EPA demands less dispersant use from BP

By David Spunt - bio | email

BATON ROUGE, LA (WAFB) - The EPA gave BP another order Monday to significantly reduce the use of a potentially dangerous dispersant to break up the oil gushing into the Gulf of Mexico from a busted oil well. The new order was made after several deadlines passed for BP to stop with that plan.

Louisiana officials have been complaining for several weeks about using the potentially harmful chemicals to try to prevent the crude from reaching the state's delicate coastline.

"This is the largest incident response in oil spill ever in the history of the United States," said Homeland Security Secretary Janet Napolitano.

At the direction of President Barack Obama, several high level cabinet officials visited Louisiana to see the spill first-hand.

"BP, in my mind, no longer stands for British Petroleum," said US Sen. Dick Durbin, D-Illinois. "It stands for beyond patience."

Almost two weeks ago, the EPA approved a chemical called Corexit to help break up the oil thousands of feet below the surface. Last week, in a sudden change of heart, the EPA demanded BP to find something safer. BP continues to argue there is nothing they see better.

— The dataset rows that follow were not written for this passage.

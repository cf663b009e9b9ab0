//! List-rooms command implementation.

use crate::error::CliError;
use crate::utils::{
    load_configuration, open_database, output_format, print_listing, FormatArg, GlobalOptions,
};
use clap::Args;
use roombook::operations::list_rooms;
use roombook::Room;

/// Column headers for table/CSV output.
pub(crate) const ROOM_HEADERS: [&str; 5] = ["id", "name", "type", "capacity", "full_day_allowed"];

/// One table/CSV row for a room.
pub(crate) fn room_row(room: &Room) -> Vec<String> {
    vec![
        room.id.to_string(),
        room.name.clone(),
        room.category.clone(),
        room.capacity.map_or_else(|| "-".to_string(), |c| c.to_string()),
        room.full_day_allowed.to_string(),
    ]
}

/// List registered rooms.
#[derive(Args)]
pub struct ListRoomsCommand {
    /// Output format (defaults to the configured `output_format`)
    #[arg(long, value_enum, ignore_case = true)]
    pub format: Option<FormatArg>,

    /// Show only rooms listed in `known_rooms`
    #[arg(long)]
    pub known_only: bool,
}

impl ListRoomsCommand {
    /// Execute the list-rooms command.
    pub fn execute(self, global: &GlobalOptions) -> Result<(), CliError> {
        let config = load_configuration(global)?;
        let db = open_database(global, &config)?;

        let mut rooms = list_rooms(&db)?;
        if self.known_only {
            let known = config.known_rooms();
            rooms.retain(|room| known.contains(room.id));
        }

        print_listing(
            output_format(self.format, &config),
            &ROOM_HEADERS,
            &rooms,
            room_row,
        )
    }
}
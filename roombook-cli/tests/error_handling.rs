//! Integration tests for error reporting and exit codes.
//!
//! - Exit code 0: Success
//! - Exit code 1: Booking conflict
//! - Exit code 2: Timeout (SQLite busy)
//! - Exit code 3: No data directory found
//! - Exit code 4: Invalid input or arguments
//! - Exit code 5: I/O error
//! - Exit code 6: Other library errors
//! - Exit code 7: Configuration error
//! - Exit code 8: Referenced user or room not found

mod common;

use common::TestEnv;
use predicates::prelude::*;

#[test]
fn test_success_exit_code() {
    let env = TestEnv::new();
    env.command().arg("list-rooms").assert().code(0);
    env.command().arg("--help").assert().code(0);
}

#[test]
fn test_disable_autoinit_without_database() {
    let env = TestEnv::new();

    env.command()
        .args(["--disable-autoinit", "list-users"])
        .assert()
        .code(3)
        .stderr(predicate::str::contains("Data directory not found"));

    assert!(!env.data_dir.join("roombook.db").exists());
}

#[test]
fn test_disable_autoinit_from_env() {
    let env = TestEnv::new();
    env.command()
        .arg("list-users")
        .env("ROOMBOOK_DISABLE_AUTOINIT", "true")
        .assert()
        .code(3);

    env.command().arg("init").assert().success();
    env.command()
        .arg("list-users")
        .env("ROOMBOOK_DISABLE_AUTOINIT", "true")
        .assert()
        .success();
}

#[test]
fn test_bad_arguments() {
    let env = TestEnv::new();

    env.command().arg("no-such-command").assert().code(4);
    env.command()
        .args(["book", "--user", "zero", "--start", "2099-01-05 09:00"])
        .assert()
        .code(4);
    env.command()
        .args(["book", "--user", "1", "--start", "next tuesday"])
        .assert()
        .code(4)
        .stderr(predicate::str::contains("is not a timestamp"));
    env.command()
        .args(["list-rooms", "--format", "xml"])
        .assert()
        .code(4);
}

#[test]
fn test_invalid_config_file() {
    let env = TestEnv::new();
    env.write_config("known_rooms: [1, 1]\n");

    env.command()
        .arg("list-rooms")
        .assert()
        .code(7)
        .stderr(predicate::str::contains("Configuration error"));

    env.write_config("unexpected: true\n");
    env.command().arg("list-rooms").assert().code(7);
}

#[test]
fn test_invalid_config_env() {
    let env = TestEnv::new();
    env.command()
        .arg("list-rooms")
        .env("ROOMBOOK_KNOWN_ROOMS", "1,two")
        .assert()
        .code(7);
}

#[test]
fn test_missing_rooms_file() {
    let env = TestEnv::new();
    env.command()
        .arg("add-rooms")
        .arg(env.path().join("absent.yaml"))
        .assert()
        .code(5);
}

#[test]
fn test_verbose_logs_to_stderr_only() {
    let env = TestEnv::new();
    let user = env.with_fixture();

    env.command()
        .args(["--verbose", "book", "--user", &user.to_string()])
        .args(["--start", "2099-01-05 09:00", "--end", "2099-01-05 10:00"])
        .assert()
        .success()
        .stdout("1\n")
        .stderr(predicate::str::is_empty().not());
}

#[test]
fn test_quiet_suppresses_logs() {
    let env = TestEnv::new();
    let user = env.with_fixture();

    env.command()
        .args(["--quiet", "book", "--user", &user.to_string()])
        .args(["--start", "2099-01-05 09:00", "--end", "2099-01-05 10:00"])
        .assert()
        .success()
        .stdout("1\n")
        .stderr(predicate::str::is_empty());
}
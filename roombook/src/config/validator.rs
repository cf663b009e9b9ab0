//! Configuration validation.

use std::collections::HashSet;

use crate::config::schema::Config;
use crate::error::{Error, Result};
use crate::room::RoomId;

/// Validates a merged configuration.
///
/// # Examples
///
/// ```
/// use roombook::config::{Config, ConfigValidator};
/// use roombook::RoomId;
///
/// let config = Config {
///     known_rooms: Some(vec![RoomId::new(1), RoomId::new(1)]),
///     ..Default::default()
/// };
/// assert!(ConfigValidator::validate(&config).is_err());
/// ```
pub struct ConfigValidator;

impl ConfigValidator {
    /// Validate a complete configuration.
    ///
    /// # Errors
    ///
    /// Returns a validation error if a known room id is not positive or
    /// appears twice, or the lock wait is zero.
    pub fn validate(config: &Config) -> Result<()> {
        if let Some(ref rooms) = config.known_rooms {
            Self::validate_known_rooms(rooms)?;
        }

        if let Some(timeout) = config.maximum_lock_wait_seconds {
            if timeout == 0 {
                return Err(Error::Validation {
                    field: "maximum_lock_wait_seconds".into(),
                    message: "Timeout must be greater than 0".into(),
                });
            }
        }

        Ok(())
    }

    fn validate_known_rooms(rooms: &[RoomId]) -> Result<()> {
        let mut seen = HashSet::new();
        for room in rooms {
            if room.value() <= 0 {
                return Err(Error::Validation {
                    field: "known_rooms".into(),
                    message: format!("Room id must be positive, got {room}"),
                });
            }
            if !seen.insert(*room) {
                return Err(Error::Validation {
                    field: "known_rooms".into(),
                    message: format!("Room {room} is listed more than once"),
                });
            }
        }
        Ok(())
    }
}
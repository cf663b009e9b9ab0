//! Availability finder: which candidate rooms are free for a window.

use std::collections::BTreeSet;

use rusqlite::Connection;

use crate::database::Database;
use crate::error::Result;
use crate::interval::Interval;
use crate::room::RoomId;

/// Returns the rooms in `candidates` with no booking overlapping `window`.
///
/// Bookings that merely touch the window (ending exactly at its start or
/// starting exactly at its end) do not make a room busy. An empty result is
/// a normal outcome, not an error.
///
/// # Errors
///
/// Returns an error if the store query fails.
///
/// # Examples
///
/// ```no_run
/// use std::collections::BTreeSet;
/// use chrono::NaiveDate;
/// use roombook::allocation::find_available_rooms;
/// use roombook::database::{Database, DatabaseConfig};
/// use roombook::{Interval, RoomId};
///
/// let db = Database::open(DatabaseConfig::new("/tmp/roombook.db")).unwrap();
/// let day = NaiveDate::from_ymd_opt(2030, 6, 3).unwrap();
/// let window = Interval::new(
///     day.and_hms_opt(9, 0, 0).unwrap(),
///     day.and_hms_opt(10, 0, 0).unwrap(),
/// )
/// .unwrap();
/// let candidates: BTreeSet<RoomId> = [RoomId::new(1), RoomId::new(2)].into_iter().collect();
///
/// let free = find_available_rooms(db.connection(), &window, &candidates).unwrap();
/// ```
pub fn find_available_rooms(
    conn: &Connection,
    window: &Interval,
    candidates: &BTreeSet<RoomId>,
) -> Result<BTreeSet<RoomId>> {
    let booked = Database::find_booked_rooms(conn, candidates, window)?;
    Ok(candidates.difference(&booked).copied().collect())
}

"I wasn't satisfied with the answer that we got," EPA Administrator Lisa Jackson said. "It seems more like a defense of their current choice. It reminded me a bit of that commercial, 'I'd rather fight than switch.'"

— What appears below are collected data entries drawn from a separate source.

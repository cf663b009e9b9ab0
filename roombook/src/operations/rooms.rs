//! Room catalogue management.

use std::fs;
use std::path::Path;

use crate::database::Database;
use crate::error::{Error, Result};
use crate::room::{NewRoom, Room};

/// Creates a single room.
///
/// # Errors
///
/// Returns a validation error for a blank name or category, a zero
/// capacity, or a name that already exists, and a database error otherwise.
///
/// # Examples
///
/// ```no_run
/// use roombook::database::{Database, DatabaseConfig};
/// use roombook::operations::create_room;
/// use roombook::NewRoom;
///
/// let mut db = Database::open(DatabaseConfig::new("/tmp/roombook.db")).unwrap();
/// let room = create_room(&mut db, &NewRoom::new("Atlas", "meeting")).unwrap();
/// println!("created room {}", room.id);
/// ```
pub fn create_room(db: &mut Database, room: &NewRoom) -> Result<Room> {
    db.batch_create_rooms(std::slice::from_ref(room))?
        .into_iter()
        .next()
        .ok_or_else(|| Error::DatabaseCorruption {
            details: "room insert returned no row".into(),
        })
}

/// Creates several rooms; either all are created or none is.
///
/// # Errors
///
/// Same conditions as [`create_room`], for any entry. Names must also be
/// unique within the batch.
pub fn create_rooms(db: &mut Database, rooms: &[NewRoom]) -> Result<Vec<Room>> {
    db.batch_create_rooms(rooms)
}

/// Lists every room ordered by identifier.
///
/// # Errors
///
/// Returns an error if the query fails.
pub fn list_rooms(db: &Database) -> Result<Vec<Room>> {
    Database::list_rooms(db.connection())
}

/// Reads a list of rooms from a YAML or JSON file.
///
/// Files ending in `.json` are parsed as JSON; anything else as YAML. Each
/// entry takes `name`, `category` (or `type`), and the optional `capacity`
/// and `full_day_allowed`.
///
/// # Errors
///
/// Returns an error if the file cannot be read or does not hold a list of
/// rooms.
///
/// # Examples
///
/// ```no_run
/// use roombook::operations::load_rooms_file;
/// use std::path::Path;
///
/// let rooms = load_rooms_file(Path::new("rooms.yaml")).unwrap();
/// println!("{} rooms to create", rooms.len());
/// ```
pub fn load_rooms_file(path: &Path) -> Result<Vec<NewRoom>> {
    let contents = fs::read_to_string(path)?;
    let is_json = path
        .extension()
        .is_some_and(|ext| ext.eq_ignore_ascii_case("json"));

    let parsed = if is_json {
        serde_json::from_str(&contents).map_err(|e| format!("Invalid JSON: {e}"))
    } else {
        serde_yaml::from_str(&contents).map_err(|e| format!("Invalid YAML: {e}"))
    };
    parsed.map_err(|message| Error::Validation {
        field: format!("{}", path.display()),
        message,
    })
}

#[cfg(test)]
mod tests {
    use super::*;
    use crate::database::test_util::create_test_database;
    use crate::error::ErrorKind;
    use tempfile::TempDir;

    #[test]
    fn test_create_room_trims_and_stores() {
        let mut db = create_test_database();
        let room = create_room(
            &mut db,
            &NewRoom::new(" Atlas ", " meeting ").with_capacity(Some(10)),
        )
        .unwrap();

        assert_eq!(room.name, "Atlas");
        assert_eq!(room.category, "meeting");
        assert_eq!(room.capacity, Some(10));
        assert!(!room.full_day_allowed);
        assert_eq!(list_rooms(&db).unwrap(), vec![room]);
    }

    #[test]
    fn test_create_room_duplicate_name() {
        let mut db = create_test_database();
        create_room(&mut db, &NewRoom::new("Atlas", "meeting")).unwrap();
        let err = create_room(&mut db, &NewRoom::new("Atlas", "focus")).unwrap_err();
        assert_eq!(err.kind(), ErrorKind::InvalidInput);
    }

    #[test]
    fn test_create_rooms_all_or_nothing() {
        let mut db = create_test_database();
        let err = create_rooms(
            &mut db,
            &[
                NewRoom::new("Atlas", "meeting"),
                NewRoom::new("", "meeting"),
            ],
        )
        .unwrap_err();
        assert_eq!(err.kind(), ErrorKind::InvalidInput);
        assert!(list_rooms(&db).unwrap().is_empty());
    }

    #[test]
    fn test_load_rooms_file_yaml() {
        let temp = TempDir::new().unwrap();
        let path = temp.path().join("rooms.yaml");
        fs::write(
            &path,
            "- name: Atlas\n  type: meeting\n  capacity: 8\n- name: Hall\n  category: auditorium\n  full_day_allowed: true\n",
        )
        .unwrap();

        let rooms = load_rooms_file(&path).unwrap();
        assert_eq!(
            rooms,
            vec![
                NewRoom::new("Atlas", "meeting").with_capacity(Some(8)),
                NewRoom::new("Hall", "auditorium").with_full_day_allowed(true),
            ]
        );
    }

    #[test]
    fn test_load_rooms_file_json() {
        let temp = TempDir::new().unwrap();
        let path = temp.path().join("rooms.json");
        fs::write(&path, r#"[{"name": "Atlas", "type": "meeting"}]"#).unwrap();

        let rooms = load_rooms_file(&path).unwrap();
        assert_eq!(rooms, vec![NewRoom::new("Atlas", "meeting")]);
    }

    #[test]
    fn test_load_rooms_file_rejects_unknown_fields() {
        let temp = TempDir::new().unwrap();
        let path = temp.path().join("rooms.yaml");
        fs::write(&path, "- name: Atlas\n  type: meeting\n  floor: 3\n").unwrap();

        assert_eq!(load_rooms_file(&path).unwrap_err().kind(), ErrorKind::InvalidInput);
    }
}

Jackson added she is ordering BP to find something else to use, while reducing dispersant use by up to 80 percent. BP CEO Tony Hayward continues to defend the use of Corexit.

"We will remediate any environmental damage and we will put the Gulf Coast right and back to normality as fast as we can," Hayward said.

A BP spokesman said the company plans on following the new directive from the EPA.